Anyway, the appointment was at 11.30 this morning Thursday, 22 June. On the way I witnessed congregations of people at Bristol bus station waiting to be taken by shuttle bus to the great Glastonbury. You can tell a Glastonbury person because they have unusual Wellington boots, and a huge rucksack which probably contains a tent.
Passing through the northern suburbs of Bristol is very much like visiting 1960s London. There are lots of trendy and down-to-earth coffee bars, eating establishments, Turkish, Polish, Indian, Chinese, Vietnamese, restaurants. there are high-class preowned clothes stores, shops with vegetables temptingly displayed in bowls for one pound, unusual vegetables that we don’t see in Midsomer Norton because people wouldn’t know what they are.

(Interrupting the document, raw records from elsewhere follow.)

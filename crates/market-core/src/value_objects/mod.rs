//! Value objects - immutable types that represent domain concepts

mod phone;
mod record_id;

pub use phone::{PhoneNumber, PhoneNumberError};
pub use record_id::{IdGenerator, RecordId, RecordIdParseError};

The meeting itself was in the company of three staff from the trauma team who were concerned about giving after care service to those who leave the hospital with varying degrees of support. As the famous American photo Journal Life Magazine said in years of yore, “All Human Life is There”. My feeling is that the traumatised community members should support each other, and that a blog and website should be used for support. No one wants to admit that they need a support group so I feel we have to sell the idea in such a way that will attract the right people without the client group feeling stigmatised. However the bigger problem is getting the hospital authorities to allow me to advertise a patient group at all.
This is where I am going to have buckets of patience because changes take a long time to happen in the NHS due to the complexity of the structure, potential litigation problems, health and safety, you name it. That is the overarching problem. Hardly a month goes by without a new set of rules established from ‘on high’ which have to be implemented.
in addition,it is quite common to find someone who’s got not just one remit, not two remits but even five remits. The responsibility of each in terms of human care is like one full-time job in yet these saintly people are driven by their desire to help others and so putting hours and energy that must exact a price in terms of the amount of energy available for a social life.